=== Recorded data ===

((

pub mod booking_repository;
pub mod user_repository;
pub mod vehicle_repository;
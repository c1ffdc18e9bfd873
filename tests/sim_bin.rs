use std::process::Command;

#[test]
fn sim_binary_smoke() {
    let output = Command::new(env!("CARGO_BIN_EXE_sim"))
        .args(["1", "2", "--difficulty", "hard"])
        .output()
        .expect("failed to run sim binary");
    assert!(output.status.success());
    let stdout = String::from_utf8(output.stdout).expect("non utf8 output");
    let v: serde_json::Value = serde_json::from_str(stdout.trim()).expect("invalid json");
    let winner = v["winner"].as_str().expect("winner is a string");
    assert!(winner == "player" || winner == "computer");
    assert_eq!(v["difficulty"], "Hard");
    assert!(v["player"]["shots"].as_u64().unwrap() >= 17 || winner == "computer");
}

))

=== Work instructions ===
Output the data exactly, in full.

=== Response to this task ===
pub mod booking_repository;
pub mod user_repository;
pub mod vehicle_repository;
repository c1ffdc18e9bfd873
filename tests/sim_bin.rs
use std::process::Command;

#[test]
fn sim_binary_smoke() {
    let output = Command::new(env!("CARGO_BIN_EXE_sim"))
        .args(["1", "2", "--difficulty", "hard"])
        .output()
        .expect("failed to run sim binary");
    assert!(output.status.success());
    let stdout = String::from_utf8(output.stdout).expect("non utf8 output");
    let v: serde_json::Value = serde_json::from_str(stdout.trim()).expect("invalid json");
    let winner = v["winner"].as_str().expect("winner is a string");
    assert!(winner == "player" || winner == "computer");
    assert_eq!(v["difficulty"], "Hard");
    assert!(v["player"]["shots"].as_u64().unwrap() >= 17 || winner == "computer");
}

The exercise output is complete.